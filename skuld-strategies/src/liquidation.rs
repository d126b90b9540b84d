//! Liquidation-cluster hunter.
//!
//! Watches for dense liquidation levels near the current mid and trades
//! the flush: long liquidations below price get faded with a short, short
//! liquidations above price get chased with a long, but only when the
//! trend filter agrees with the trade direction.
//!
//! Cluster discovery is behind the [`LiquidationLevels`] trait; the
//! engine core never fabricates levels. Backtests plug in
//! [`LeverageBandLevels`], which derives clusters purely from standard
//! leverage bands off the mid, so replays stay deterministic.

use crate::indicators::Ema;
use rust_decimal::prelude::FromPrimitive;
use rust_decimal::Decimal;
use skuld_core::core::{PositionSide, ReasonCode, Side};
use skuld_core::data::Tick;
use skuld_core::strategy::{Signal, Strategy};
use tracing::debug;

/// A price level where leveraged positions get forced out.
#[derive(Debug, Clone, PartialEq)]
pub struct LiquidationCluster {
    pub price: Decimal,
    pub volume: Decimal,
    /// Which side gets liquidated at this level.
    pub side: PositionSide,
}

/// Source of liquidation levels for a symbol around a mid price.
pub trait LiquidationLevels: Send {
    fn liquidation_levels(&self, symbol: &str, mid: Decimal) -> Vec<LiquidationCluster>;
}

/// Deterministic provider deriving clusters from standard leverage
/// bands: a 20x long liquidates ~5% below entry, so clusters sit at
/// `mid * (1 -/+ 1/leverage)` with volume growing with leverage.
#[derive(Debug, Clone)]
pub struct LeverageBandLevels {
    leverage_bands: Vec<u32>,
    /// Volume assigned per 10x of leverage.
    volume_per_10x: Decimal,
}

impl LeverageBandLevels {
    pub fn new(volume_per_10x: Decimal) -> Self {
        Self {
            leverage_bands: vec![10, 20, 50, 100],
            volume_per_10x,
        }
    }
}

impl Default for LeverageBandLevels {
    fn default() -> Self {
        Self::new(Decimal::from(120))
    }
}

impl LiquidationLevels for LeverageBandLevels {
    fn liquidation_levels(&self, _symbol: &str, mid: Decimal) -> Vec<LiquidationCluster> {
        let mut clusters = Vec::with_capacity(self.leverage_bands.len() * 2);
        for &leverage in &self.leverage_bands {
            let offset = Decimal::ONE / Decimal::from(leverage);
            let volume = self.volume_per_10x * Decimal::from(leverage) / Decimal::from(10);

            // Long liquidations below the mid, short liquidations above.
            clusters.push(LiquidationCluster {
                price: mid * (Decimal::ONE - offset),
                volume,
                side: PositionSide::Long,
            });
            clusters.push(LiquidationCluster {
                price: mid * (Decimal::ONE + offset),
                volume,
                side: PositionSide::Short,
            });
        }
        clusters
    }
}

/// Tunables for the hunter.
#[derive(Debug, Clone)]
pub struct LiquidationHunterConfig {
    /// Ignore clusters thinner than this.
    pub min_cluster_volume: Decimal,
    /// Enter when the nearest cluster is within this fraction of mid.
    pub entry_distance_pct: Decimal,
    pub take_profit_pct: Decimal,
    pub stop_loss_pct: Decimal,
    pub base_size: Decimal,
    /// Drop signals below this confidence.
    pub min_confidence: f64,
    pub trend_fast_period: usize,
    pub trend_slow_period: usize,
}

impl Default for LiquidationHunterConfig {
    fn default() -> Self {
        Self {
            min_cluster_volume: Decimal::from(100),
            entry_distance_pct: Decimal::new(15, 3),
            take_profit_pct: Decimal::new(12, 3),
            stop_loss_pct: Decimal::new(12, 3),
            base_size: Decimal::new(1, 2),
            min_confidence: 0.4,
            trend_fast_period: 20,
            trend_slow_period: 50,
        }
    }
}

/// The strategy. Pure over its own EMAs plus the injected level source.
pub struct LiquidationHunter<P: LiquidationLevels> {
    config: LiquidationHunterConfig,
    provider: P,
    trend_fast: Ema,
    trend_slow: Ema,
    signals_filtered: u64,
}

impl<P: LiquidationLevels> LiquidationHunter<P> {
    pub fn new(config: LiquidationHunterConfig, provider: P) -> Self {
        let trend_fast = Ema::new(config.trend_fast_period);
        let trend_slow = Ema::new(config.trend_slow_period);
        Self {
            config,
            provider,
            trend_fast,
            trend_slow,
            signals_filtered: 0,
        }
    }

    pub fn signals_filtered(&self) -> u64 {
        self.signals_filtered
    }

    /// Trend agreement for a prospective direction. `None` while the
    /// EMAs are still warming up.
    fn trend_allows(&self, direction: PositionSide) -> Option<bool> {
        let fast = self.trend_fast.value()?;
        let slow = self.trend_slow.value()?;
        Some(match direction {
            PositionSide::Long => fast >= slow,
            PositionSide::Short => fast <= slow,
        })
    }

    fn confidence(&self, cluster: &LiquidationCluster, distance_pct: Decimal) -> f64 {
        use rust_decimal::prelude::ToPrimitive;

        // Thicker clusters and closer entries score higher.
        let volume_ratio = (cluster.volume / (self.config.min_cluster_volume * Decimal::TWO))
            .to_f64()
            .unwrap_or(0.0)
            .min(1.0);
        let proximity = 1.0
            - (distance_pct / self.config.entry_distance_pct)
                .to_f64()
                .unwrap_or(1.0)
                .clamp(0.0, 1.0);

        // Trend already gated the direction; its presence is worth a
        // fixed component.
        (0.3 + volume_ratio * 0.4 + proximity * 0.3).clamp(0.0, 1.0)
    }
}

impl<P: LiquidationLevels> Strategy for LiquidationHunter<P> {
    fn id(&self) -> &str {
        "liquidation_hunter"
    }

    fn on_tick(&mut self, tick: &Tick) -> Option<Signal> {
        let mid = tick.mid();
        self.trend_fast.update(mid);
        self.trend_slow.update(mid);

        let clusters = self.provider.liquidation_levels(&tick.symbol, mid);
        let nearest = clusters
            .into_iter()
            .filter(|c| c.volume >= self.config.min_cluster_volume)
            .min_by_key(|c| (c.price - mid).abs())?;

        if mid.is_zero() {
            return None;
        }
        let distance_pct = (nearest.price - mid).abs() / mid;
        if distance_pct > self.config.entry_distance_pct {
            return None;
        }

        // Long liquidations cascade the price down: fade with a short.
        // Short liquidations squeeze it up: follow with a long.
        let (side, direction) = match nearest.side {
            PositionSide::Long => (Side::Sell, PositionSide::Short),
            PositionSide::Short => (Side::Buy, PositionSide::Long),
        };

        match self.trend_allows(direction) {
            // Warm-up not complete: stay quiet.
            None => return None,
            Some(false) => {
                self.signals_filtered += 1;
                debug!(direction = %direction, "liquidation signal blocked by trend");
                return None;
            }
            Some(true) => {}
        }

        let confidence = self.confidence(&nearest, distance_pct);
        if confidence < self.config.min_confidence {
            self.signals_filtered += 1;
            return None;
        }

        // Size scales with conviction, half to full base size.
        let size_multiplier =
            Decimal::from_f64(0.5 + confidence * 0.5).unwrap_or(Decimal::ONE);
        let size = (self.config.base_size * size_multiplier).round_dp(6);

        let (take_profit, stop_loss) = match side {
            Side::Buy => (
                mid * (Decimal::ONE + self.config.take_profit_pct),
                mid * (Decimal::ONE - self.config.stop_loss_pct),
            ),
            Side::Sell => (
                mid * (Decimal::ONE - self.config.take_profit_pct),
                mid * (Decimal::ONE + self.config.stop_loss_pct),
            ),
        };

        Some(Signal {
            strategy_id: self.id().to_string(),
            side,
            entry_price: mid,
            take_profit,
            stop_loss,
            size,
            confidence,
            reason_code: ReasonCode::SignalLiquidation,
            reason_detail: format!(
                "{} liquidation cluster at {} ({} within {}%)",
                nearest.side,
                nearest.price.round_dp(2),
                nearest.volume,
                (distance_pct * Decimal::from(100)).round_dp(2),
            ),
            metadata: serde_json::json!({
                "cluster_price": nearest.price.to_string(),
                "cluster_volume": nearest.volume.to_string(),
                "cluster_side": nearest.side.to_string(),
            }),
        })
    }
}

####

__EXERCISE INSTRUCTIONS__. Count the lines in the listing above that contain the string "Some", and give only the count.

__TASK RESPONSE__. 4